Given other accounts of Altman's persona, both publicly and from personal accounts to me, he seems to be rabidly competitive and cutthroat:

[1] "You could parachute [Sam] into an island full of cannibals and come back in 5 years and he'd be the king"

[2] “But I have guns, gold, potassium iodide, antibiotics, batteries, water, gas masks from the Israeli Defense Force, and a big patch of land in Big Sur I can fly to.”

[2] "Graham said, “I asked Sam in our kitchen, ‘Do you want to take over YC?,’ and he smiled, like, it worked."

So in the context of Yishan's comment, it demonstrates to me that the "joking" was a subtle nod that he wouldn't have any qualms with back room dealing and manipulation to reach a goal.

While that might sound like a hit on him, it's actually not. I relate to that approach strongly, and think it's actually the right way to play it.

However I think it's actually a bad comparison to say he's the "nicest guy in the valley." That title goes to Steve Wozniak.
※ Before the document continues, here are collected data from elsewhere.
use std::sync::{Arc, Mutex, MutexGuard, PoisonError};

use chrono::NaiveDate;
use tokio_util::sync::CancellationToken;
use tracing::info;

use crate::{
    storage::{AppTimeMap, UsageStore},
    utils::{clock::Clock, time::date_to_record_name},
};

use super::{
    events::{EventSender, StatusChange, TrackerEvent},
    state::{TrackerStatus, TrackingState},
};

/// Everything guarded by the tracker lock. Totals and state change together, so they share it.
pub(crate) struct Session {
    pub state: TrackingState,
    pub times: AppTimeMap,
    /// Day the totals belong to.
    pub date: NaiveDate,
}

pub(crate) struct Shared {
    session: Mutex<Session>,
    pub events: EventSender,
    pub shutdown: CancellationToken,
    pub clock: Arc<dyn Clock>,
    pub store: Arc<dyn UsageStore>,
}

impl Shared {
    pub fn new(
        session: Session,
        events: EventSender,
        clock: Arc<dyn Clock>,
        store: Arc<dyn UsageStore>,
    ) -> Self {
        Self {
            session: Mutex::new(session),
            events,
            shutdown: CancellationToken::new(),
            clock,
            store,
        }
    }

    /// A panic while holding the lock leaves the session usable, so poisoning is ignored.
    pub fn lock(&self) -> MutexGuard<'_, Session> {
        self.session.lock().unwrap_or_else(PoisonError::into_inner)
    }

    fn emit_status(&self, status: StatusChange) {
        info!("Tracker {status}");
        self.events.emit(TrackerEvent::StatusChanged(status));
    }
}

/// Cloneable control surface of a running tracker. Used by the presentation layer and the
/// shortcut listener; every method is safe to call from any thread.
#[derive(Clone)]
pub struct TrackerHandle {
    shared: Arc<Shared>,
}

impl TrackerHandle {
    pub(crate) fn new(shared: Arc<Shared>) -> Self {
        Self { shared }
    }

    pub fn status(&self) -> TrackerStatus {
        self.shared.lock().state.status()
    }

    /// Returns false when the tracker was already paused or stopped.
    pub fn pause(&self) -> bool {
        let mut session = self.shared.lock();
        let state = &mut session.state;
        if state.is_stopped || state.is_paused {
            return false;
        }
        state.is_paused = true;
        self.shared.emit_status(StatusChange::Paused);
        true
    }

    /// Returns false when the tracker wasn't paused by the user.
    pub fn resume(&self) -> bool {
        let now = self.shared.clock.instant();
        let mut session = self.shared.lock();
        let state = &mut session.state;
        if state.is_stopped || !state.is_paused {
            return false;
        }
        state.is_paused = false;
        state.skip_until(now);
        self.shared.emit_status(StatusChange::Resumed);
        true
    }

    pub fn toggle_pause(&self) -> TrackerStatus {
        if !self.pause() {
            self.resume();
        }
        self.status()
    }

    /// Requests the end of tracking. The engine performs the final save when it observes the
    /// request. Calling it again does nothing.
    pub fn stop(&self) {
        let mut session = self.shared.lock();
        if session.state.is_stopped {
            return;
        }
        session.state.is_stopped = true;
        self.shared.emit_status(StatusChange::Stopped);
        self.shared.shutdown.cancel();
    }

    /// Resolves once [TrackerHandle::stop] has been requested.
    pub async fn stopped(&self) {
        self.shared.shutdown.cancelled().await
    }

    /// Snapshot of the totals accumulated today.
    pub fn get_today(&self) -> AppTimeMap {
        self.shared.lock().times.clone()
    }

    /// Process and window title of the last sample, if any.
    pub fn current_activity(&self) -> Option<(String, String)> {
        let session = self.shared.lock();
        let state = &session.state;
        (!state.current_process.is_empty())
            .then(|| (state.current_process.clone(), state.window_title.clone()))
    }

    /// Totals of a past day. The current day is served from memory, as the file lags behind
    /// by up to one autosave interval.
    pub async fn get_date(&self, date: &str) -> AppTimeMap {
        {
            let session = self.shared.lock();
            if date_to_record_name(session.date) == date {
                return session.times.clone();
            }
        }
        self.shared.store.date_entry(date).await
    }

    /// Days with recorded data, newest first. Includes today even before the first autosave.
    pub async fn get_all_dates(&self) -> Vec<String> {
        let mut dates = self.shared.store.all_dates().await;
        let today = date_to_record_name(self.shared.lock().date);
        if !dates.contains(&today) {
            dates.push(today);
            dates.sort_unstable_by(|a, b| b.cmp(a));
        }
        dates
    }
}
[1] There is more than one way to power. Sam seems to get there by consensus

[2] These are for survival in the case of an apocalypse, not aggression

[3] Graham loved Sam Altman, so he put him in charge of YC.

None of these really related to Sam making a joke about Reddit. Conde Nast is extremely happy with Reddit. It's growing (#7 site in the USA), and valuable.

I fail to see how [2] corroborates your initial claim.

Altman is literally the greediest person in SV.

What makes you say that?

wow, this thread made my head spin.

he's also quite accessible.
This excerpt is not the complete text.